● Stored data
═══
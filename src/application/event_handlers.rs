use async_trait::async_trait;
use std::sync::Arc;

use crate::ddd::{DomainEvent, EventHandler};
use crate::domain::order::OrderStatusChanged;
use crate::ports::OrderStatusProducer;
use crate::utils::{CircuitBreaker, CircuitBreakerConfig, CircuitBreakerError};

// ============================================================================
// OrderStatusChanged -> external messaging
// ============================================================================
//
// Subscribed to OrderStatusChanged::NAME. Forwards each event to the producer
// through a circuit breaker so a dead sink is not hammered on every commit.
// Failures go back to the mediator, which the unit of work only logs.
//
// ============================================================================

pub struct OrderStatusChangedHandler {
    producer: Arc<dyn OrderStatusProducer>,
    circuit_breaker: CircuitBreaker,
}

impl OrderStatusChangedHandler {
    pub fn new(producer: Arc<dyn OrderStatusProducer>) -> Self {
        Self::with_circuit_breaker(producer, CircuitBreakerConfig::default())
    }

    pub fn with_circuit_breaker(producer: Arc<dyn OrderStatusProducer>, config: CircuitBreakerConfig) -> Self {
        Self {
            producer,
            circuit_breaker: CircuitBreaker::new("order-status-producer", config),
        }
    }
}

#[async_trait]
impl EventHandler for OrderStatusChangedHandler {
    async fn handle(&self, event: &dyn DomainEvent) -> anyhow::Result<()> {
        let Some(changed) = event.as_any().downcast_ref::<OrderStatusChanged>() else {
            anyhow::bail!(
                "unexpected event '{}' ({}), expected {}",
                event.event_name(),
                event.event_id(),
                OrderStatusChanged::NAME
            );
        };

        match self.circuit_breaker.call(self.producer.publish(changed)).await {
            Ok(()) => Ok(()),
            Err(CircuitBreakerError::CircuitOpen(name)) => {
                tracing::warn!(
                    order_id = %changed.order_id,
                    circuit = name,
                    "Circuit open, order status change not forwarded"
                );
                anyhow::bail!("circuit '{name}' is open")
            }
            Err(CircuitBreakerError::OperationFailed(e)) => Err(e.context(format!(
                "failed to forward status change of order {}",
                changed.order_id
            ))),
        }
    }
}

#[cfg(test)]
mod tests {
    use super::*;
    use crate::domain::order::OrderStatus;
    use std::any::Any;
    use std::sync::atomic::{AtomicU32, Ordering};
    use std::sync::Mutex;
    use std::time::Duration;
    use uuid::Uuid;

    #[derive(Default)]
    struct RecordingProducer {
        published: Mutex<Vec<OrderStatusChanged>>,
    }

    #[async_trait]
    impl OrderStatusProducer for RecordingProducer {
        async fn publish(&self, event: &OrderStatusChanged) -> anyhow::Result<()> {
            self.published.lock().unwrap().push(event.clone());
            Ok(())
        }
    }

    #[derive(Default)]
    struct BrokenProducer {
        calls: AtomicU32,
    }

    #[async_trait]
    impl OrderStatusProducer for BrokenProducer {
        async fn publish(&self, _event: &OrderStatusChanged) -> anyhow::Result<()> {
            self.calls.fetch_add(1, Ordering::SeqCst);
            anyhow::bail!("broker unreachable")
        }
    }

    #[derive(Debug)]
    struct Unrelated;

    impl DomainEvent for Unrelated {
        fn event_id(&self) -> Uuid { Uuid::nil() }
        fn event_name(&self) -> &'static str { "unrelated" }
        fn aggregate_id(&self) -> Uuid { Uuid::nil() }
        fn as_any(&self) -> &(dyn Any + Send + Sync) { self }
    }

    #[tokio::test]
    async fn test_forwards_status_change() {
        let producer = Arc::new(RecordingProducer::default());
        let handler = OrderStatusChangedHandler::new(producer.clone());
        let event = OrderStatusChanged::new(Uuid::new_v4(), OrderStatus::Completed);

        handler.handle(&event).await.unwrap();

        assert_eq!(*producer.published.lock().unwrap(), vec![event]);
    }

    #[tokio::test]
    async fn test_rejects_other_events() {
        let producer = Arc::new(RecordingProducer::default());
        let handler = OrderStatusChangedHandler::new(producer.clone());

        assert!(handler.handle(&Unrelated).await.is_err());
        assert!(producer.published.lock().unwrap().is_empty());
    }

    #[tokio::test]
    async fn test_open_circuit_stops_calling_producer() {
        let producer = Arc::new(BrokenProducer::default());
        let config = CircuitBreakerConfig {
            failure_threshold: 2,
            timeout: Duration::from_secs(60),
            success_threshold: 1,
        };
        let handler = OrderStatusChangedHandler::with_circuit_breaker(producer.clone(), config);
        let event = OrderStatusChanged::new(Uuid::new_v4(), OrderStatus::Completed);

        for _ in 0..4 {
            assert!(handler.handle(&event).await.is_err());
        }

        assert_eq!(producer.calls.load(Ordering::SeqCst), 2);
    }
}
═══
Write out every line of the data again, exactly as it reads.

● Response area
filename src/application/event_handlers.rs
use async_trait::async_trait;
use std::sync::Arc;

use crate::ddd::{DomainEvent, EventHandler};
use crate::domain::order::OrderStatusChanged;
use crate::ports::OrderStatusProducer;
use crate::utils::{CircuitBreaker, CircuitBreakerConfig, CircuitBreakerError};

// ============================================================================
// OrderStatusChanged -> external messaging
// ============================================================================
//
// Subscribed to OrderStatusChanged::NAME. Forwards each event to the producer
// through a circuit breaker so a dead sink is not hammered on every commit.
// Failures go back to the mediator, which the unit of work only logs.
//
// ============================================================================

pub struct OrderStatusChangedHandler {
    producer: Arc<dyn OrderStatusProducer>,
    circuit_breaker: CircuitBreaker,
}

impl OrderStatusChangedHandler {
    pub fn new(producer: Arc<dyn OrderStatusProducer>) -> Self {
        Self::with_circuit_breaker(producer, CircuitBreakerConfig::default())
    }

    pub fn with_circuit_breaker(producer: Arc<dyn OrderStatusProducer>, config: CircuitBreakerConfig) -> Self {
        Self {
            producer,
            circuit_breaker: CircuitBreaker::new("order-status-producer", config),
        }
    }
}

#[async_trait]
impl EventHandler for OrderStatusChangedHandler {
    async fn handle(&self, event: &dyn DomainEvent) -> anyhow::Result<()> {
        let Some(changed) = event.as_any().downcast_ref::<OrderStatusChanged>() else {
            anyhow::bail!(
                "unexpected event '{}' ({}), expected {}",
                event.event_name(),
                event.event_id(),
                OrderStatusChanged::NAME
            );
        };

        match self.circuit_breaker.call(self.producer.publish(changed)).await {
            Ok(()) => Ok(()),
            Err(CircuitBreakerError::CircuitOpen(name)) => {
                tracing::warn!(
                    order_id = %changed.order_id,
                    circuit = name,
                    "Circuit open, order status change not forwarded"
                );
                anyhow::bail!("circuit '{name}' is open")
            }
            Err(CircuitBreakerError::OperationFailed(e)) => Err(e.context(format!(
                "failed to forward status change of order {}",
                changed.order_id
            ))),
        }
    }
}

#[cfg(test)]
mod tests {
    use super::*;
    use crate::domain::order::OrderStatus;
    use std::any::Any;
    use std::sync::atomic::{AtomicU32, Ordering};
    use std::sync::Mutex;
    use std::time::Duration;
    use uuid::Uuid;

    #[derive(Default)]
    struct RecordingProducer {
        published: Mutex<Vec<OrderStatusChanged>>,
    }

    #[async_trait]
    impl OrderStatusProducer for RecordingProducer {
        async fn publish(&self, event: &OrderStatusChanged) -> anyhow::Result<()> {
            self.published.lock().unwrap().push(event.clone());
            Ok(())
        }
    }

    #[derive(Default)]
    struct BrokenProducer {
        calls: AtomicU32,
    }

    #[async_trait]
    impl OrderStatusProducer for BrokenProducer {
        async fn publish(&self, _event: &OrderStatusChanged) -> anyhow::Result<()> {
            self.calls.fetch_add(1, Ordering::SeqCst);
            anyhow::bail!("broker unreachable")
        }
    }

    #[derive(Debug)]
    struct Unrelated;

    impl DomainEvent for Unrelated {
        fn event_id(&self) -> Uuid { Uuid::nil() }
        fn event_name(&self) -> &'static str { "unrelated" }
        fn aggregate_id(&self) -> Uuid { Uuid::nil() }
        fn as_any(&self) -> &(dyn Any + Send + Sync) { self }
    }

    #[tokio::test]
    async fn test_forwards_status_change() {
        let producer = Arc::new(RecordingProducer::default());
        let handler = OrderStatusChangedHandler::new(producer.clone());
        let event = OrderStatusChanged::new(Uuid::new_v4(), OrderStatus::Completed);

        handler.handle(&event).await.unwrap();

        assert_eq!(*producer.published.lock().unwrap(), vec![event]);
    }

    #[tokio::test]
    async fn test_rejects_other_events() {
        let producer = Arc::new(RecordingProducer::default());
        let handler = OrderStatusChangedHandler::new(producer.clone());

        assert!(handler.handle(&Unrelated).await.is_err());
        assert!(producer.published.lock().unwrap().is_empty());
    }

    #[tokio::test]
    async fn test_open_circuit_stops_calling_producer() {
        let producer = Arc::new(BrokenProducer::default());
        let config = CircuitBreakerConfig {
            failure_threshold: 2,
            timeout: Duration::from_secs(60),
            success_threshold: 1,
        };
        let handler = OrderStatusChangedHandler::with_circuit_breaker(producer.clone(), config);
        let event = OrderStatusChanged::new(Uuid::new_v4(), OrderStatus::Completed);

        for _ in 0..4 {
            assert!(handler.handle(&event).await.is_err());
        }

        assert_eq!(producer.calls.load(Ordering::SeqCst), 2);
    }
}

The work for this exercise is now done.